Task directions: Copy out only the span from the line with "let mut pieces" to the end of the data, both ends kept, word for word.

Data for processing:
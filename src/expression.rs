//! Query expression builder
//!
//! Attribute mappings carry OCQL-style expressions. They are composed as a
//! small AST and rendered once, so nesting order and literal quoting are
//! decided in one place:
//!
//! | Form | Rendering |
//! |------|-----------|
//! | string literal | `'text'` (embedded quotes doubled) |
//! | concatenation | `strConcat(a, b)` |
//! | conditional | `if_then_else(cond, a, b)` |
//! | null test | `isNull(x)` |
//! | membership | `in(x,v1,...,vn)` |
//! | recoding | `Recode(x,k1,'t1',...)` |
//! | date parsing | `dateParse(x, 'fmt')` |
//! | no value | `Expression.NIL` |

use crate::error::{Error, Result};
use regex::Regex;
use std::sync::OnceLock;

/// Sentinel for "no value"
pub const NIL: &str = "Expression.NIL";

/// A query expression
#[derive(Debug, Clone, PartialEq)]
pub enum Expr {
    /// Source property reference
    Property(String),
    /// String literal, quoted on rendering
    String(String),
    /// Numeric literal, rendered as-is
    Number(String),
    /// Verbatim expression text
    Raw(String),
    /// No value
    Nil,
    /// Function application; compact calls omit the space after commas
    Call {
        name: String,
        args: Vec<Expr>,
        compact: bool,
    },
}

impl Expr {
    pub fn property(name: &str) -> Self {
        Expr::Property(name.to_string())
    }

    pub fn string(value: &str) -> Self {
        Expr::String(value.to_string())
    }

    pub fn number(value: impl Into<String>) -> Self {
        Expr::Number(value.into())
    }

    pub fn raw(text: &str) -> Self {
        Expr::Raw(text.to_string())
    }

    pub fn call(name: &str, args: Vec<Expr>) -> Self {
        Expr::Call {
            name: name.to_string(),
            args,
            compact: false,
        }
    }

    fn compact_call(name: &str, args: Vec<Expr>) -> Self {
        Expr::Call {
            name: name.to_string(),
            args,
            compact: true,
        }
    }

    pub fn str_concat(left: Expr, right: Expr) -> Self {
        Self::call("strConcat", vec![left, right])
    }

    pub fn if_then_else(condition: Expr, then: Expr, otherwise: Expr) -> Self {
        Self::call("if_then_else", vec![condition, then, otherwise])
    }

    pub fn is_null(value: Expr) -> Self {
        Self::call("isNull", vec![value])
    }

    pub fn in_list(value: Expr, candidates: Vec<Expr>) -> Self {
        let mut args = vec![value];
        args.extend(candidates);
        Self::compact_call("in", args)
    }

    pub fn recode(value: Expr, pairs: Vec<(Expr, Expr)>) -> Self {
        let mut args = vec![value];
        for (from, to) in pairs {
            args.push(from);
            args.push(to);
        }
        Self::compact_call("Recode", args)
    }

    pub fn date_parse(value: Expr, format: &str) -> Self {
        Self::call("dateParse", vec![value, Expr::string(format)])
    }

    /// Emit `self` only where `guard` holds
    pub fn guarded(self, guard: Expr) -> Self {
        Self::if_then_else(guard, self, Expr::Nil)
    }
}

impl std::fmt::Display for Expr {
    fn fmt(&self, f: &mut std::fmt::Formatter<'_>) -> std::fmt::Result {
        match self {
            Expr::Property(name) => write!(f, "{}", name),
            Expr::String(value) => write!(f, "{}", quote(value)),
            Expr::Number(value) => write!(f, "{}", value),
            Expr::Raw(text) => write!(f, "{}", text),
            Expr::Nil => write!(f, "{}", NIL),
            Expr::Call {
                name,
                args,
                compact,
            } => {
                let sep = if *compact { "," } else { ", " };
                let rendered: Vec<String> = args.iter().map(|a| a.to_string()).collect();
                write!(f, "{}({})", name, rendered.join(sep))
            }
        }
    }
}

/// Quote a string literal, doubling embedded single quotes
pub fn quote(value: &str) -> String {
    format!("'{}'", value.replace('\'', "''"))
}

/// A piece of a format pattern
#[derive(Debug, Clone, PartialEq, Eq)]
pub enum Fragment {
    Literal(String),
    Variable(String),
}

/// A `{name}` placeholder pattern
#[derive(Debug, Clone, PartialEq, Eq)]
pub struct FormatPattern {
    fragments: Vec<Fragment>,
}

fn placeholder_regex() -> &'static Regex {
    static PLACEHOLDER: OnceLock<Regex> = OnceLock::new();
    PLACEHOLDER.get_or_init(|| Regex::new(r"\{([^{}]+)\}").expect("valid placeholder regex"))
}

impl FormatPattern {
    pub fn parse(pattern: &str) -> Self {
        let mut fragments = Vec::new();
        let mut last = 0;
        for caps in placeholder_regex().captures_iter(pattern) {
            let (Some(whole), Some(name)) = (caps.get(0), caps.get(1)) else {
                continue;
            };
            if whole.start() > last {
                fragments.push(Fragment::Literal(pattern[last..whole.start()].to_string()));
            }
            fragments.push(Fragment::Variable(name.as_str().trim().to_string()));
            last = whole.end();
        }
        if last < pattern.len() {
            fragments.push(Fragment::Literal(pattern[last..].to_string()));
        }
        Self { fragments }
    }

    pub fn fragments(&self) -> &[Fragment] {
        &self.fragments
    }

    /// Variable names in order of appearance
    pub fn variables(&self) -> Vec<&str> {
        self.fragments
            .iter()
            .filter_map(|f| match f {
                Fragment::Variable(name) => Some(name.as_str()),
                Fragment::Literal(_) => None,
            })
            .collect()
    }

    /// Compose as left-nested concatenation, resolving variables with `bind`
    pub fn compose<F>(&self, function: &str, bind: F) -> Result<Expr>
    where
        F: Fn(&str) -> Option<Expr>,
    {
        let mut pieces = Vec::with_capacity(self.fragments.len());
        for fragment in &self.fragments {
            match fragment {
                Fragment::Literal(text) => pieces.push(Expr::string(text)),
                Fragment::Variable(name) => {
                    let expr = bind(name).ok_or_else(|| Error::InvalidParameter {
                        function: function.to_string(),
                        parameter: "pattern".into(),
                        message: format!("placeholder {{{}}} has no bound variable", name),
                    })?;
                    pieces.push(expr);
                }
            }
        }

        let mut iter = pieces.into_iter();
        let first = iter.next().unwrap_or_else(|| Expr::string(""));
        Ok(iter.fold(first, Expr::str_concat))
    }
}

Solved problem:
        let mut pieces = Vec::with_capacity(self.fragments.len());
        for fragment in &self.fragments {
            match fragment {
                Fragment::Literal(text) => pieces.push(Expr::string(text)),
                Fragment::Variable(name) => {
                    let expr = bind(name).ok_or_else(|| Error::InvalidParameter {
                        function: function.to_string(),
                        parameter: "pattern".into(),
                        message: format!("placeholder {{{}}} has no bound variable", name),
                    })?;
                    pieces.push(expr);
                }
            }
        }

        let mut iter = pieces.into_iter();
        let first = iter.next().unwrap_or_else(|| Expr::string(""));
        Ok(iter.fold(first, Expr::str_concat))
    }
}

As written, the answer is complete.